Ницшеанской теории выгоды и расчета последствий разных вариантов решения проблемы противостоят герои Ф.М.Достоевского, которые действуют часто назло себе, без всякой надежды на выгоду. "Именно оттого, что человек, всегда и везде, кто бы он ни был, любил действовать так, как хотел, а вовсе не так, как повелевали ему разум и выгода; хотеть же можно и против собственной выгоды, а иногда и положительно должно. Свое собственное вольное и свободное хотение, свой собственный, хотя бы и самый дикий каприз, своя фантазия, раздраженная иногда хотя бы даже до сумасшествия, — это-то и есть та самая, пропущенная, самая выгодная выгода, которая ни под какую классификацию не подходит и от которой все системы и теории постоянно разлетаются к черту. И отчего это взяли все эти мудрецы, что человеку надо какого-то нормального, какого-то добровольного хотения. С чего это непременно вообразили они, что человеку надо непременно благоразумно-выгодного хотения. Человеку надо только одного самостоятельного хотения, чего бы это ни стоило и к чему бы ни привело" [12].

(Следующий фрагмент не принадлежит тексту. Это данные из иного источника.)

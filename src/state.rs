use std::collections::{BTreeMap, BTreeSet};
use std::path::{Path, PathBuf};
use std::sync::Arc;

use anyhow::{Context, Result};

use meal_dashboard::config::DashboardConfig;
use meal_dashboard::data::aggregate::{
    self, GroupMean, HISTOGRAM_BINS, Histogram, Kpis, ScatterSeries, TOP_N, Unavailable,
};
use meal_dashboard::data::artifacts::{artifact_note, discover_model_artifact};
use meal_dashboard::data::cache::TableCache;
use meal_dashboard::data::export::{self, CsvExport};
use meal_dashboard::data::filter::{self, CategoricalColumn, FilterSpec, FilteredTable, NumericRange};
use meal_dashboard::data::model::{CALORIES, DIET_TYPE, HEALTH_SCORE, MealTable};

use crate::color::ColorMap;

// ---------------------------------------------------------------------------
// Chart tabs
// ---------------------------------------------------------------------------

#[derive(Debug, Clone, Copy, PartialEq, Eq, Default)]
pub enum ChartTab {
    #[default]
    CaloriesDistribution,
    HealthByCuisine,
    HealthyRatioByDiet,
    CaloriesVsHealth,
}

impl ChartTab {
    pub const ALL: [ChartTab; 4] = [
        ChartTab::CaloriesDistribution,
        ChartTab::HealthByCuisine,
        ChartTab::HealthyRatioByDiet,
        ChartTab::CaloriesVsHealth,
    ];

    pub fn title(self) -> &'static str {
        match self {
            ChartTab::CaloriesDistribution => "Calories Distribution",
            ChartTab::HealthByCuisine => "Health Score by Cuisine",
            ChartTab::HealthyRatioByDiet => "Healthy Ratio by Diet",
            ChartTab::CaloriesVsHealth => "Calories vs Health Score",
        }
    }
}

// ---------------------------------------------------------------------------
// Cached aggregates
// ---------------------------------------------------------------------------

/// Everything the central panel draws, recomputed on every filter or
/// chart-parameter change rather than every frame.
#[derive(Debug, Clone)]
pub struct Summary {
    pub kpis: Kpis,
    pub histogram: Result<Histogram, Unavailable>,
    pub by_cuisine: Result<Vec<GroupMean>, Unavailable>,
    pub by_diet: Result<Vec<GroupMean>, Unavailable>,
    /// Shared with the scatter plot's hover lookup.
    pub scatter: Result<Arc<ScatterSeries>, Unavailable>,
}

impl Summary {
    fn compute(ft: &FilteredTable<'_>, bins: usize, top_n: usize) -> Self {
        Self {
            kpis: aggregate::kpis(ft),
            histogram: aggregate::calorie_histogram(ft, bins),
            by_cuisine: aggregate::health_score_by_cuisine(ft, top_n),
            by_diet: aggregate::healthy_ratio_by_diet(ft),
            scatter: aggregate::calories_vs_health(ft).map(Arc::new),
        }
    }
}

#[derive(Debug, Clone, PartialEq, Eq)]
pub enum Status {
    Info(String),
    Error(String),
}

// ---------------------------------------------------------------------------
// Application state
// ---------------------------------------------------------------------------

/// The full UI state, independent of rendering.
pub struct AppState {
    pub config: DashboardConfig,
    cache: TableCache,

    /// Loaded table (None until a file loads).
    pub table: Option<Arc<MealTable>>,
    pub source_path: Option<PathBuf>,

    /// Selectable values per categorical column present in the table.
    pub options: BTreeMap<CategoricalColumn, BTreeSet<String>>,
    /// Whole-number slider bounds for calories.
    pub calorie_bounds: Option<(f64, f64)>,

    pub filters: FilterSpec,
    pub bins: usize,
    pub top_n: usize,
    pub active_tab: ChartTab,

    /// Indices of rows passing the current filters (cached).
    pub visible_indices: Vec<usize>,
    pub summary: Option<Summary>,

    /// Colours for `diet_type` in the scatter plot and filter list.
    pub color_map: Option<ColorMap>,

    pub artifact_note: String,
    pub status: Option<Status>,
    /// A load failure at startup.  When set, nothing else is rendered.
    pub fatal_error: Option<String>,
}

impl AppState {
    pub fn new(config: DashboardConfig, cache: TableCache) -> Self {
        let artifact_note = match discover_model_artifact(&config.artifact_dir) {
            Ok(found) => artifact_note(found.as_deref()),
            Err(e) => {
                log::warn!(
                    "Could not scan {} for model artifacts: {e}",
                    config.artifact_dir.display()
                );
                artifact_note(None)
            }
        };

        Self {
            bins: config.default_bins,
            top_n: config.default_top_n,
            config,
            cache,
            table: None,
            source_path: None,
            options: BTreeMap::new(),
            calorie_bounds: None,
            filters: FilterSpec::default(),
            active_tab: ChartTab::default(),
            visible_indices: Vec::new(),
            summary: None,
            color_map: None,
            artifact_note,
            status: None,
            fatal_error: None,
        }
    }

    /// Load the configured dataset.  Any failure here is fatal for the session.
    pub fn open_initial(&mut self) {
        let path = self.config.data_path.clone();
        if let Err(e) = self.open(&path) {
            log::error!("Failed to load {}: {e:#}", path.display());
            self.fatal_error = Some(format!("{e:#}"));
        }
    }

    /// Load (or fetch from cache) a table and make it current.
    pub fn open(&mut self, path: &Path) -> Result<()> {
        let table = self
            .cache
            .get_or_load(path)
            .with_context(|| format!("Could not load '{}'", path.display()))?;
        self.set_table(table, path.to_path_buf());
        Ok(())
    }

    /// Ingest a table, reset filters to "everything selected" and recompute.
    pub fn set_table(&mut self, table: Arc<MealTable>, path: PathBuf) {
        self.filters = FilterSpec::for_table(&table);
        self.options = self.filters.selections.clone();
        self.calorie_bounds = self
            .filters
            .calories
            .filter(|r| r.min.is_finite() && r.max.is_finite())
            .map(|r| (r.min, r.max));
        self.color_map = table
            .has_column(DIET_TYPE)
            .then(|| ColorMap::new(&table.categories(DIET_TYPE)));

        self.table = Some(table);
        self.source_path = Some(path);
        self.status = None;
        self.refilter();
    }

    /// Recompute `visible_indices` and the summary after a filter change.
    pub fn refilter(&mut self) {
        if let Some(table) = &self.table {
            self.visible_indices = filter::apply(table, &self.filters).into_indices();
        }
        self.resummarize();
    }

    fn resummarize(&mut self) {
        self.summary = self.filtered().map(|ft| Summary::compute(&ft, self.bins, self.top_n));
    }

    /// The current filtered view.
    pub fn filtered(&self) -> Option<FilteredTable<'_>> {
        self.table
            .as_deref()
            .map(|t| FilteredTable::from_indices(t, self.visible_indices.clone()))
    }

    /// First rows of the filtered view for the preview table.
    pub fn preview_indices(&self) -> &[usize] {
        let n = self.config.preview_rows.min(self.visible_indices.len());
        &self.visible_indices[..n]
    }

    pub fn has_column(&self, column: &str) -> bool {
        self.table.as_ref().is_some_and(|t| t.has_column(column))
    }

    // -- Filter edits ------------------------------------------------------

    /// Select or deselect a single value in a column's filter.
    pub fn set_category(&mut self, column: CategoricalColumn, value: &str, selected: bool) {
        let set = self.filters.selections.entry(column).or_default();
        if selected {
            set.insert(value.to_string());
        } else {
            set.remove(value);
        }
        self.refilter();
    }

    /// Select all values in a column.
    pub fn select_all(&mut self, column: CategoricalColumn) {
        if let Some(all) = self.options.get(&column) {
            self.filters.selections.insert(column, all.clone());
            self.refilter();
        }
    }

    /// Deselect all values in a column.  An empty selection shows every row.
    pub fn select_none(&mut self, column: CategoricalColumn) {
        self.filters.selections.insert(column, BTreeSet::new());
        self.refilter();
    }

    pub fn set_calorie_range(&mut self, range: NumericRange) {
        if self.has_column(CALORIES) {
            self.filters.calories = Some(ordered(range));
            self.refilter();
        }
    }

    pub fn set_health_score_range(&mut self, range: NumericRange) {
        if self.has_column(HEALTH_SCORE) {
            self.filters.health_score = Some(ordered(range));
            self.refilter();
        }
    }

    // -- Chart parameters --------------------------------------------------

    pub fn set_bins(&mut self, bins: usize) {
        self.bins = bins.clamp(*HISTOGRAM_BINS.start(), *HISTOGRAM_BINS.end());
        self.resummarize();
    }

    pub fn set_top_n(&mut self, top_n: usize) {
        self.top_n = top_n.clamp(*TOP_N.start(), *TOP_N.end());
        self.resummarize();
    }

    // -- Export ------------------------------------------------------------

    pub fn export_csv(&self) -> Option<Result<CsvExport, csv::Error>> {
        self.filtered().map(|ft| export::export(&ft))
    }

    /// Write the filtered rows to `path` and report the outcome in `status`.
    pub fn save_export(&mut self, path: &Path) {
        let outcome = match self.export_csv() {
            None => return,
            Some(result) => result
                .context("serializing filtered rows")
                .and_then(|e| {
                    std::fs::write(path, &e.bytes)
                        .with_context(|| format!("writing {}", path.display()))
                }),
        };
        self.status = Some(match outcome {
            Ok(()) => Status::Info(format!(
                "Saved {} rows to {}",
                self.visible_indices.len(),
                path.display()
            )),
            Err(e) => {
                log::error!("Export failed: {e:#}");
                Status::Error(format!("Export failed: {e:#}"))
            }
        });
    }
}

fn ordered(range: NumericRange) -> NumericRange {
    NumericRange::new(range.min.min(range.max), range.max.max(range.min))
}
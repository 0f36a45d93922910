//! In-memory authenticator and backend shared by the integration tests.

#![allow(dead_code)]

use std::collections::{BTreeMap, BTreeSet};
use std::sync::atomic::{AtomicUsize, Ordering};
use std::sync::{Arc, Mutex};

use azkv::backend::{
    AuthRecord, Authenticator, BackendError, SecretBundle, SecretProperties, VaultBackend,
};
use chrono::{DateTime, Utc};

type SecretMap = BTreeMap<(String, String), (String, Option<DateTime<Utc>>)>;

/// Counts logins and hands out backends over one shared secret map.
#[derive(Default)]
pub struct FakeAuthenticator {
    pub authentications: AtomicUsize,
    pub handles: AtomicUsize,
    /// Interactive logins after this many successes fail.
    pub fail_after: Option<usize>,
    /// Vaults whose backends fail every request.
    pub broken_vaults: Mutex<BTreeSet<String>>,
    pub secrets: Arc<Mutex<SecretMap>>,
}

impl FakeAuthenticator {
    pub fn new() -> Arc<Self> {
        Arc::new(Self::default())
    }

    pub fn failing_after(successes: usize) -> Arc<Self> {
        Arc::new(Self {
            fail_after: Some(successes),
            ..Self::default()
        })
    }

    pub fn put(&self, vault_url: &str, name: &str, value: &str, expires_on: Option<DateTime<Utc>>) {
        self.secrets.lock().unwrap().insert(
            (vault_url.to_string(), name.to_string()),
            (value.to_string(), expires_on),
        );
    }

    pub fn value(&self, vault_url: &str, name: &str) -> Option<String> {
        self.secrets
            .lock()
            .unwrap()
            .get(&(vault_url.to_string(), name.to_string()))
            .map(|(v, _)| v.clone())
    }

    pub fn break_vault(&self, vault_url: &str) {
        self.broken_vaults
            .lock()
            .unwrap()
            .insert(vault_url.to_string());
    }

    pub fn authentication_count(&self) -> usize {
        self.authentications.load(Ordering::SeqCst)
    }
}

impl Authenticator for FakeAuthenticator {
    fn authenticate(&self) -> Result<AuthRecord, BackendError> {
        let n = self.authentications.fetch_add(1, Ordering::SeqCst);
        if matches!(self.fail_after, Some(limit) if n >= limit) {
            return Err(BackendError::Auth("login window closed".into()));
        }
        Ok(AuthRecord::from_serialized(format!("fake-record-{n}")))
    }

    fn build_handle(
        &self,
        vault_url: &str,
        _record: &AuthRecord,
    ) -> Result<Box<dyn VaultBackend>, BackendError> {
        self.handles.fetch_add(1, Ordering::SeqCst);
        Ok(Box::new(FakeBackend {
            vault_url: vault_url.to_string(),
            broken: self.broken_vaults.lock().unwrap().contains(vault_url),
            secrets: Arc::clone(&self.secrets),
        }))
    }
}

pub struct FakeBackend {
    vault_url: String,
    broken: bool,
    secrets: Arc<Mutex<SecretMap>>,
}

impl FakeBackend {
    fn check(&self) -> Result<(), BackendError> {
        if self.broken {
            Err(BackendError::Request(format!("{} unreachable", self.vault_url)))
        } else {
            Ok(())
        }
    }
}

impl VaultBackend for FakeBackend {
    fn get_secret(&self, name: &str) -> Result<SecretBundle, BackendError> {
        self.check()?;
        let secrets = self.secrets.lock().unwrap();
        let (value, expires_on) = secrets
            .get(&(self.vault_url.clone(), name.to_string()))
            .ok_or_else(|| BackendError::NotFound(name.to_string()))?;
        Ok(SecretBundle {
            properties: SecretProperties {
                name: name.to_string(),
                expires_on: *expires_on,
            },
            value: value.clone(),
        })
    }

    fn list_secret_properties(&self) -> Result<Vec<SecretProperties>, BackendError> {
        self.check()?;
        Ok(self
            .secrets
            .lock()
            .unwrap()
            .iter()
            .filter(|((vault, _), _)| *vault == self.vault_url)
            .map(|((_, name), (_, expires_on))| SecretProperties {
                name: name.clone(),
                expires_on: *expires_on,
            })
            .collect())
    }

    fn set_secret(&self, name: &str, value: &str) -> Result<(), BackendError> {
        self.check()?;
        self.secrets.lock().unwrap().insert(
            (self.vault_url.clone(), name.to_string()),
            (value.to_string(), None),
        );
        Ok(())
    }
}
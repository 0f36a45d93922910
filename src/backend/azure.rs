//! Azure Key Vault data-plane backend.
//!
//! Talks to the Key Vault REST API with a bearer token:
//!
//! ```text
//! GET {vault}/secrets/{name}?api-version=7.4   -> SecretBundle
//! GET {vault}/secrets?api-version=7.4          -> paged SecretItem list (nextLink)
//! PUT {vault}/secrets/{name}?api-version=7.4   -> {"value": "..."}
//! ```

use std::time::Duration;

use chrono::{DateTime, Utc};
use serde::de::DeserializeOwned;
use serde::Deserialize;
use serde_json::json;
use tracing::debug;
use ureq::Agent;

use super::{BackendError, SecretBundle, SecretProperties, VaultBackend};

/// Key Vault REST API version used for every request.
const SECRETS_API_VERSION: &str = "7.4";

/// Upper bound on followed `nextLink` pages, guards against a looping server.
const MAX_LIST_PAGES: usize = 1_000;

/// An authenticated connection to one Key Vault.
pub struct AzureKeyVaultBackend {
    agent: Agent,
    vault_url: String,
    bearer: String,
}

impl AzureKeyVaultBackend {
    /// Build a backend for `vault_url` that authenticates with `bearer`.
    pub fn new(vault_url: &str, bearer: String, timeout: Duration) -> Self {
        let config = Agent::config_builder()
            .timeout_global(Some(timeout))
            .http_status_as_error(false)
            .build();

        Self {
            agent: config.into(),
            vault_url: vault_url.trim_end_matches('/').to_string(),
            bearer,
        }
    }

    fn secret_url(&self, name: &str) -> String {
        format!(
            "{}/secrets/{}?api-version={}",
            self.vault_url, name, SECRETS_API_VERSION
        )
    }

    fn auth_header(&self) -> String {
        format!("Bearer {}", self.bearer)
    }

    /// GET `url` and decode the JSON body, mapping HTTP failures.
    fn get_json<T: DeserializeOwned>(&self, url: &str) -> Result<T, BackendError> {
        let mut response = self
            .agent
            .get(url)
            .header("Authorization", &self.auth_header())
            .call()
            .map_err(|e| BackendError::Request(format!("request to {url} failed: {e}")))?;

        let status = response.status();
        debug!(%url, status = status.as_u16(), "key vault GET");

        if status.as_u16() == 404 {
            let body = response.body_mut().read_to_string().unwrap_or_default();
            return Err(BackendError::NotFound(error_message(&body)));
        }
        if !status.is_success() {
            let body = response.body_mut().read_to_string().unwrap_or_default();
            return Err(status_error(status.as_u16(), &body));
        }

        response
            .body_mut()
            .read_json::<T>()
            .map_err(|e| BackendError::Request(format!("invalid response from {url}: {e}")))
    }
}

impl VaultBackend for AzureKeyVaultBackend {
    fn get_secret(&self, name: &str) -> Result<SecretBundle, BackendError> {
        let bundle: SecretBundleResponse = self.get_json(&self.secret_url(name))?;
        Ok(bundle.into_bundle(name))
    }

    fn list_secret_properties(&self) -> Result<Vec<SecretProperties>, BackendError> {
        let mut url = format!(
            "{}/secrets?api-version={}",
            self.vault_url, SECRETS_API_VERSION
        );
        let mut collected = Vec::new();

        for _ in 0..MAX_LIST_PAGES {
            let page: SecretListResponse = self.get_json(&url)?;
            collected.extend(page.value.into_iter().filter_map(SecretItem::into_properties));

            match page.next_link {
                Some(next) if !next.is_empty() => url = next,
                _ => return Ok(collected),
            }
        }

        Err(BackendError::Request(format!(
            "secret listing exceeded {MAX_LIST_PAGES} pages"
        )))
    }

    fn set_secret(&self, name: &str, value: &str) -> Result<(), BackendError> {
        let url = self.secret_url(name);
        let mut response = self
            .agent
            .put(&url)
            .header("Authorization", &self.auth_header())
            .send_json(json!({ "value": value }))
            .map_err(|e| BackendError::Request(format!("request to {url} failed: {e}")))?;

        let status = response.status();
        debug!(%url, status = status.as_u16(), "key vault PUT");

        if !status.is_success() {
            let body = response.body_mut().read_to_string().unwrap_or_default();
            return Err(status_error(status.as_u16(), &body));
        }
        Ok(())
    }
}

// ---------------------------------------------------------------------------
// Wire types
// ---------------------------------------------------------------------------

#[derive(Debug, Default, Deserialize)]
struct SecretAttributes {
    /// Expiry as unix seconds.
    #[serde(default)]
    exp: Option<i64>,
}

#[derive(Debug, Deserialize)]
struct SecretBundleResponse {
    #[serde(default)]
    value: Option<String>,
    #[serde(default)]
    id: Option<String>,
    #[serde(default)]
    attributes: SecretAttributes,
}

impl SecretBundleResponse {
    fn into_bundle(self, requested_name: &str) -> SecretBundle {
        let name = self
            .id
            .as_deref()
            .and_then(secret_name_from_id)
            .unwrap_or(requested_name)
            .to_string();

        SecretBundle {
            properties: SecretProperties {
                name,
                expires_on: self.attributes.exp.and_then(timestamp_to_utc),
            },
            value: self.value.unwrap_or_default(),
        }
    }
}

#[derive(Debug, Deserialize)]
struct SecretItem {
    id: String,
    #[serde(default)]
    attributes: SecretAttributes,
}

impl SecretItem {
    fn into_properties(self) -> Option<SecretProperties> {
        let name = secret_name_from_id(&self.id)?.to_string();
        Some(SecretProperties {
            name,
            expires_on: self.attributes.exp.and_then(timestamp_to_utc),
        })
    }
}

#[derive(Debug, Deserialize)]
#[serde(rename_all = "camelCase")]
struct SecretListResponse {
    #[serde(default)]
    value: Vec<SecretItem>,
    #[serde(default)]
    next_link: Option<String>,
}

#[derive(Debug, Deserialize)]
struct ErrorEnvelope {
    error: ErrorBody,
}

#[derive(Debug, Deserialize)]
struct ErrorBody {
    #[serde(default)]
    code: Option<String>,
    #[serde(default)]
    message: Option<String>,
}

// ---------------------------------------------------------------------------
// Helpers
// ---------------------------------------------------------------------------

/// Extract the secret name from an id like
/// `https://kv.vault.azure.net/secrets/<name>[/<version>]`.
fn secret_name_from_id(id: &str) -> Option<&str> {
    let (_, rest) = id.split_once("/secrets/")?;
    let name = rest.split('/').next()?;
    if name.is_empty() {
        None
    } else {
        Some(name)
    }
}

fn timestamp_to_utc(secs: i64) -> Option<DateTime<Utc>> {
    DateTime::<Utc>::from_timestamp(secs, 0)
}

/// Pull the human-readable message out of a Key Vault error body.
fn error_message(body: &str) -> String {
    match serde_json::from_str::<ErrorEnvelope>(body) {
        Ok(envelope) => match (envelope.error.code, envelope.error.message) {
            (Some(code), Some(message)) => format!("{code}: {message}"),
            (None, Some(message)) => message,
            (Some(code), None) => code,
            (None, None) => body.to_string(),
        },
        Err(_) => body.to_string(),
    }
}

fn status_error(status: u16, body: &str) -> BackendError {
    if status == 401 || status == 403 {
        return BackendError::Auth(format!("{status} {}", error_message(body)));
    }
    BackendError::Request(format!("{status} {}", error_message(body)))
}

На эту тему писал В.В.Розанов, показавший, что жизнь происходит от неустойчивых равновесий. Не было бы их — не было бы и жизни. Неустойчивое равновесие — это тревога, опасность. Мир вечно тревожен, и тем живет. Вечное счастье, т.е. окончательное "устойчивое равновесие", не "будущее", а смерть.

Продуктивная равнодействующая человека и ее достижение вполне возможны. Вспоминая о своих детских годах, Генри Адаме тонко замечает, что сама жизнь имеет две стороны, и всякий, кто пытался делать вид, будто это не так, был в глазах автора школьным учителем, то есть человеком, специально нанятым для того, чтобы говорить детям неправду. Эти слова показывают, что задача заставить держаться порядка среди хаоса, неуклонного курса среди бескрайних просторов, повиновения среди вольности, единообразия среди многосложности всегда — от колыбели до смертного одра — была и должна быть целью воспитания, как мораль — целью религии, философии, науки, искусства, политики и экономики. Но главное в жизни ребенка — его воля, и когда она сломлена, человек гибнет, как гибнет в упряжке жеребенок, уступая место иному существу — объезженной лошади. Редко кто питает добрые чувства к своему объездчику. Между ребенком и его наставником всегда идет война [13].

Воспитание способности к управлению амбивалентностью находится в фокусе внимания СЛ.Рубинштейна. Он показал, что эмоции ребенка непосредственно переходят в действия, так что избирательность сначала означает лишь некоторое многообразие мотивов, между которыми в силу этого иногда возникает борьба. Много шансов на победу в ней имеют непосредственно действующие чувственные стимулы по сравнению с более отдаленными, данными лишь в представлении, особенно эмоционально яркие перед более нейтральными. Лишь в ходе дальнейшего развития ребенок становится способным действовать не в силу эмоционально привлекательных побуждений.

Для этого требуется некоторое самообладание. Дети иногда очень рано — уже на третьем году — обнаруживают его. Это проявляется в отказе от чего-нибудь приятного, а также в более трудной для ребенка решимости сделать что-нибудь неприятное. Такое умение дается не сразу и не легко...

К началу дошкольного возраста — к трем годам, а иногда и раньше — проявляется, в зависимости от индивидуальных особенностей темперамента, у одних более, у других менее выраженное стремление к самостоятельности. Вместе с тем примерно к тому же времени ребенку становится уже доступно понимание того, что не всегда можно делать то, что хочется. Собственному "хочу" противостоит "надо" и "нельзя" взрослых, с которыми приходится считаться.